//! Pipeline engine error types
//!
//! Any of these aborts the current run: the partial result is discarded
//! and the message becomes the run's error string. Registry entries
//! published by `notify` earlier in the same run are retained.

use thiserror::Error;

use crate::expr::ExprError;

/// Result type for transform operations
pub type TransformResult<T> = Result<T, TransformError>;

/// Errors raised while decoding or executing pipeline operations.
#[derive(Debug, Clone, PartialEq, Error)]
pub enum TransformError {
    /// An operation names a column absent from the current table.
    #[error("unknown column: {0}")]
    UnknownColumn(String),

    /// A join or lookup names a table never published via notify.
    #[error("no table registered under name: {0}")]
    UnknownRegistryName(String),

    /// A serialized operation array that does not encode a valid transform.
    #[error("malformed transform: {0}")]
    MalformedTransform(String),

    /// An expression failed during evaluation or deserialization.
    #[error(transparent)]
    Expr(#[from] ExprError),
}

#[cfg(test)]
mod tests {
    use super::*;

    #[test]
    fn test_error_messages() {
        let err = TransformError::UnknownRegistryName("earnings".into());
        assert_eq!(err.to_string(), "no table registered under name: earnings");

        let err = TransformError::UnknownColumn("blue".into());
        assert_eq!(err.to_string(), "unknown column: blue");
    }

    #[test]
    fn test_expr_error_converts() {
        let expr_err = ExprError::UnknownColumn("red".into());
        let err: TransformError = expr_err.into();
        assert_eq!(err.to_string(), "unknown column: red");
    }
}
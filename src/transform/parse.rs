//! Operation-array pipeline format
//!
//! The block editor emits a pipeline as a JSON array of operation arrays,
//! each `[MARKER, name, ...operands]` with `MARKER = "@transform"`.
//! Expression operands are nested `"@expr"` arrays. The decode/encode
//! pair round-trips losslessly.
//!
//! Shapes:
//! ```text
//! ["@transform", "filter", expr]
//! ["@transform", "mutate", column, expr]
//! ["@transform", "select", [columns...]]
//! ["@transform", "sort", [columns...], descending]
//! ["@transform", "groupBy", column]
//! ["@transform", "ungroup"]
//! ["@transform", "summarize", [aggregate, column]...]
//! ["@transform", "join", leftName, leftColumn, rightName, rightColumn]
//! ["@transform", "notify", name]
//! ```

use serde_json::{json, Value as Json};

use crate::expr::Expr;

use super::aggregate::Aggregate;
use super::errors::{TransformError, TransformResult};
use super::op::{Pipeline, Transform};

/// Fixed first element marking "this array encodes a transform".
pub const TRANSFORM_MARKER: &str = "@transform";

impl Transform {
    /// Serializes this operation to its array form.
    pub fn to_json(&self) -> Json {
        match self {
            Transform::Filter(expr) => json!([TRANSFORM_MARKER, "filter", expr.to_json()]),
            Transform::Mutate { column, value } => {
                json!([TRANSFORM_MARKER, "mutate", column, value.to_json()])
            }
            Transform::Select(columns) => json!([TRANSFORM_MARKER, "select", columns]),
            Transform::Sort {
                columns,
                descending,
            } => json!([TRANSFORM_MARKER, "sort", columns, descending]),
            Transform::GroupBy(column) => json!([TRANSFORM_MARKER, "groupBy", column]),
            Transform::Ungroup => json!([TRANSFORM_MARKER, "ungroup"]),
            Transform::Summarize(pairs) => {
                let mut items = vec![json!(TRANSFORM_MARKER), json!("summarize")];
                for (agg, column) in pairs {
                    items.push(json!([agg.name(), column]));
                }
                Json::Array(items)
            }
            Transform::Join {
                left_name,
                left_column,
                right_name,
                right_column,
            } => json!([
                TRANSFORM_MARKER,
                "join",
                left_name,
                left_column,
                right_name,
                right_column
            ]),
            Transform::Notify(name) => json!([TRANSFORM_MARKER, "notify", name]),
        }
    }

    /// Reconstructs an operation from its array form.
    pub fn from_json(json: &Json) -> TransformResult<Self> {
        let items = json
            .as_array()
            .ok_or_else(|| malformed("operation must be an array", json))?;
        let marker = items.first().and_then(Json::as_str);
        if marker != Some(TRANSFORM_MARKER) {
            return Err(malformed(
                "operation array must start with \"@transform\"",
                json,
            ));
        }
        let name = items
            .get(1)
            .and_then(Json::as_str)
            .ok_or_else(|| malformed("operation name must be a string", json))?;
        let args = &items[2..];

        match name {
            "filter" => Ok(Transform::Filter(expr_arg(name, args, 0)?)),
            "mutate" => Ok(Transform::Mutate {
                column: text_arg(name, args, 0)?,
                value: expr_arg(name, args, 1)?,
            }),
            "select" => Ok(Transform::Select(columns_arg(name, args, 0)?)),
            "sort" => {
                let columns = columns_arg(name, args, 0)?;
                let descending = args
                    .get(1)
                    .and_then(Json::as_bool)
                    .ok_or_else(|| arity(name, "a boolean direction flag"))?;
                Ok(Transform::Sort {
                    columns,
                    descending,
                })
            }
            "groupBy" => Ok(Transform::GroupBy(text_arg(name, args, 0)?)),
            "ungroup" => Ok(Transform::Ungroup),
            "summarize" => {
                let mut pairs = Vec::with_capacity(args.len());
                for item in args {
                    pairs.push(summarize_pair(item)?);
                }
                Ok(Transform::Summarize(pairs))
            }
            "join" => Ok(Transform::Join {
                left_name: text_arg(name, args, 0)?,
                left_column: text_arg(name, args, 1)?,
                right_name: text_arg(name, args, 2)?,
                right_column: text_arg(name, args, 3)?,
            }),
            "notify" => Ok(Transform::Notify(text_arg(name, args, 0)?)),
            other => Err(TransformError::MalformedTransform(format!(
                "unknown operation: {other:?}"
            ))),
        }
    }
}

impl Pipeline {
    /// Serializes the pipeline to an array of operation arrays.
    pub fn to_json(&self) -> Json {
        Json::Array(self.ops().iter().map(Transform::to_json).collect())
    }

    /// Reconstructs a pipeline from an array of operation arrays.
    pub fn from_json(json: &Json) -> TransformResult<Self> {
        let items = json
            .as_array()
            .ok_or_else(|| malformed("pipeline must be an array of operations", json))?;
        let ops = items
            .iter()
            .map(Transform::from_json)
            .collect::<TransformResult<Vec<_>>>()?;
        Ok(Pipeline::from_ops(ops))
    }
}

fn summarize_pair(item: &Json) -> TransformResult<(Aggregate, String)> {
    let pair = item
        .as_array()
        .ok_or_else(|| malformed("summarize operand must be [aggregate, column]", item))?;
    let (name, column) = match (
        pair.first().and_then(Json::as_str),
        pair.get(1).and_then(Json::as_str),
    ) {
        (Some(name), Some(column)) if pair.len() == 2 => (name, column),
        _ => {
            return Err(malformed(
                "summarize operand must be [aggregate, column]",
                item,
            ))
        }
    };
    let agg = Aggregate::from_name(name).ok_or_else(|| {
        TransformError::MalformedTransform(format!("unknown aggregate: {name:?}"))
    })?;
    Ok((agg, column.to_string()))
}

fn malformed(reason: &str, json: &Json) -> TransformError {
    TransformError::MalformedTransform(format!("{reason}: {json}"))
}

fn arity(name: &str, expected: &str) -> TransformError {
    TransformError::MalformedTransform(format!("{name} expects {expected}"))
}

fn text_arg(name: &str, args: &[Json], index: usize) -> TransformResult<String> {
    args.get(index)
        .and_then(Json::as_str)
        .map(str::to_string)
        .ok_or_else(|| arity(name, "a string operand"))
}

fn expr_arg(name: &str, args: &[Json], index: usize) -> TransformResult<Expr> {
    match args.get(index) {
        Some(value) => Ok(Expr::from_json(value)?),
        None => Err(arity(name, "an expression operand")),
    }
}

fn columns_arg(name: &str, args: &[Json], index: usize) -> TransformResult<Vec<String>> {
    let list = args
        .get(index)
        .and_then(Json::as_array)
        .ok_or_else(|| arity(name, "a column-name list"))?;
    list.iter()
        .map(|item| {
            item.as_str()
                .map(str::to_string)
                .ok_or_else(|| arity(name, "a column-name list"))
        })
        .collect()
}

Action item =
Give back the entire listing with every word intact.

Final answer =
//! Pipeline engine error types
//!
//! Any of these aborts the current run: the partial result is discarded
//! and the message becomes the run's error string. Registry entries
//! published by `notify` earlier in the same run are retained.

use thiserror::Error;

use crate::expr::ExprError;

/// Result type for transform operations
pub type TransformResult<T> = Result<T, TransformError>;

/// Errors raised while decoding or executing pipeline operations.
#[derive(Debug, Clone, PartialEq, Error)]
pub enum TransformError {
    /// An operation names a column absent from the current table.
    #[error("unknown column: {0}")]
    UnknownColumn(String),

    /// A join or lookup names a table never published via notify.
    #[error("no table registered under name: {0}")]
    UnknownRegistryName(String),

    /// A serialized operation array that does not encode a valid transform.
    #[error("malformed transform: {0}")]
    MalformedTransform(String),

    /// An expression failed during evaluation or deserialization.
    #[error(transparent)]
    Expr(#[from] ExprError),
}

#[cfg(test)]
mod tests {
    use super::*;

    #[test]
    fn test_error_messages() {
        let err = TransformError::UnknownRegistryName("earnings".into());
        assert_eq!(err.to_string(), "no table registered under name: earnings");

        let err = TransformError::UnknownColumn("blue".into());
        assert_eq!(err.to_string(), "unknown column: blue");
    }

    #[test]
    fn test_expr_error_converts() {
        let expr_err = ExprError::UnknownColumn("red".into());
        let err: TransformError = expr_err.into();
        assert_eq!(err.to_string(), "unknown column: red");
    }
}
filename src/transform/parse.rs
//! Operation-array pipeline format
//!
//! The block editor emits a pipeline as a JSON array of operation arrays,
//! each `[MARKER, name, ...operands]` with `MARKER = "@transform"`.
//! Expression operands are nested `"@expr"` arrays. The decode/encode
//! pair round-trips losslessly.
//!
//! Shapes:
//! ```text
//! ["@transform", "filter", expr]
//! ["@transform", "mutate", column, expr]
//! ["@transform", "select", [columns...]]
//! ["@transform", "sort", [columns...], descending]
//! ["@transform", "groupBy", column]
//! ["@transform", "ungroup"]
//! ["@transform", "summarize", [aggregate, column]...]
//! ["@transform", "join", leftName, leftColumn, rightName, rightColumn]
//! ["@transform", "notify", name]
//! ```

use serde_json::{json, Value as Json};

use crate::expr::Expr;

use super::aggregate::Aggregate;
use super::errors::{TransformError, TransformResult};
use super::op::{Pipeline, Transform};

/// Fixed first element marking "this array encodes a transform".
pub const TRANSFORM_MARKER: &str = "@transform";

impl Transform {
    /// Serializes this operation to its array form.
    pub fn to_json(&self) -> Json {
        match self {
            Transform::Filter(expr) => json!([TRANSFORM_MARKER, "filter", expr.to_json()]),
            Transform::Mutate { column, value } => {
                json!([TRANSFORM_MARKER, "mutate", column, value.to_json()])
            }
            Transform::Select(columns) => json!([TRANSFORM_MARKER, "select", columns]),
            Transform::Sort {
                columns,
                descending,
            } => json!([TRANSFORM_MARKER, "sort", columns, descending]),
            Transform::GroupBy(column) => json!([TRANSFORM_MARKER, "groupBy", column]),
            Transform::Ungroup => json!([TRANSFORM_MARKER, "ungroup"]),
            Transform::Summarize(pairs) => {
                let mut items = vec![json!(TRANSFORM_MARKER), json!("summarize")];
                for (agg, column) in pairs {
                    items.push(json!([agg.name(), column]));
                }
                Json::Array(items)
            }
            Transform::Join {
                left_name,
                left_column,
                right_name,
                right_column,
            } => json!([
                TRANSFORM_MARKER,
                "join",
                left_name,
                left_column,
                right_name,
                right_column
            ]),
            Transform::Notify(name) => json!([TRANSFORM_MARKER, "notify", name]),
        }
    }

    /// Reconstructs an operation from its array form.
    pub fn from_json(json: &Json) -> TransformResult<Self> {
        let items = json
            .as_array()
            .ok_or_else(|| malformed("operation must be an array", json))?;
        let marker = items.first().and_then(Json::as_str);
        if marker != Some(TRANSFORM_MARKER) {
            return Err(malformed(
                "operation array must start with \"@transform\"",
                json,
            ));
        }
        let name = items
            .get(1)
            .and_then(Json::as_str)
            .ok_or_else(|| malformed("operation name must be a string", json))?;
        let args = &items[2..];

        match name {
            "filter" => Ok(Transform::Filter(expr_arg(name, args, 0)?)),
            "mutate" => Ok(Transform::Mutate {
                column: text_arg(name, args, 0)?,
                value: expr_arg(name, args, 1)?,
            }),
            "select" => Ok(Transform::Select(columns_arg(name, args, 0)?)),
            "sort" => {
                let columns = columns_arg(name, args, 0)?;
                let descending = args
                    .get(1)
                    .and_then(Json::as_bool)
                    .ok_or_else(|| arity(name, "a boolean direction flag"))?;
                Ok(Transform::Sort {
                    columns,
                    descending,
                })
            }
            "groupBy" => Ok(Transform::GroupBy(text_arg(name, args, 0)?)),
            "ungroup" => Ok(Transform::Ungroup),
            "summarize" => {
                let mut pairs = Vec::with_capacity(args.len());
                for item in args {
                    pairs.push(summarize_pair(item)?);
                }
                Ok(Transform::Summarize(pairs))
            }
            "join" => Ok(Transform::Join {
                left_name: text_arg(name, args, 0)?,
                left_column: text_arg(name, args, 1)?,
                right_name: text_arg(name, args, 2)?,
                right_column: text_arg(name, args, 3)?,
            }),
            "notify" => Ok(Transform::Notify(text_arg(name, args, 0)?)),
            other => Err(TransformError::MalformedTransform(format!(
                "unknown operation: {other:?}"
            ))),
        }
    }
}

impl Pipeline {
    /// Serializes the pipeline to an array of operation arrays.
    pub fn to_json(&self) -> Json {
        Json::Array(self.ops().iter().map(Transform::to_json).collect())
    }

    /// Reconstructs a pipeline from an array of operation arrays.
    pub fn from_json(json: &Json) -> TransformResult<Self> {
        let items = json
            .as_array()
            .ok_or_else(|| malformed("pipeline must be an array of operations", json))?;
        let ops = items
            .iter()
            .map(Transform::from_json)
            .collect::<TransformResult<Vec<_>>>()?;
        Ok(Pipeline::from_ops(ops))
    }
}

fn summarize_pair(item: &Json) -> TransformResult<(Aggregate, String)> {
    let pair = item
        .as_array()
        .ok_or_else(|| malformed("summarize operand must be [aggregate, column]", item))?;
    let (name, column) = match (
        pair.first().and_then(Json::as_str),
        pair.get(1).and_then(Json::as_str),
    ) {
        (Some(name), Some(column)) if pair.len() == 2 => (name, column),
        _ => {
            return Err(malformed(
                "summarize operand must be [aggregate, column]",
                item,
            ))
        }
    };
    let agg = Aggregate::from_name(name).ok_or_else(|| {
        TransformError::MalformedTransform(format!("unknown aggregate: {name:?}"))
    })?;
    Ok((agg, column.to_string()))
}

fn malformed(reason: &str, json: &Json) -> TransformError {
    TransformError::MalformedTransform(format!("{reason}: {json}"))
}

fn arity(name: &str, expected: &str) -> TransformError {
    TransformError::MalformedTransform(format!("{name} expects {expected}"))
}

fn text_arg(name: &str, args: &[Json], index: usize) -> TransformResult<String> {
    args.get(index)
        .and_then(Json::as_str)
        .map(str::to_string)
        .ok_or_else(|| arity(name, "a string operand"))
}

fn expr_arg(name: &str, args: &[Json], index: usize) -> TransformResult<Expr> {
    match args.get(index) {
        Some(value) => Ok(Expr::from_json(value)?),
        None => Err(arity(name, "an expression operand")),
    }
}

fn columns_arg(name: &str, args: &[Json], index: usize) -> TransformResult<Vec<String>> {
    let list = args
        .get(index)
        .and_then(Json::as_array)
        .ok_or_else(|| arity(name, "a column-name list"))?;
    list.iter()
        .map(|item| {
            item.as_str()
                .map(str::to_string)
                .ok_or_else(|| arity(name, "a column-name list"))
        })
        .collect()
}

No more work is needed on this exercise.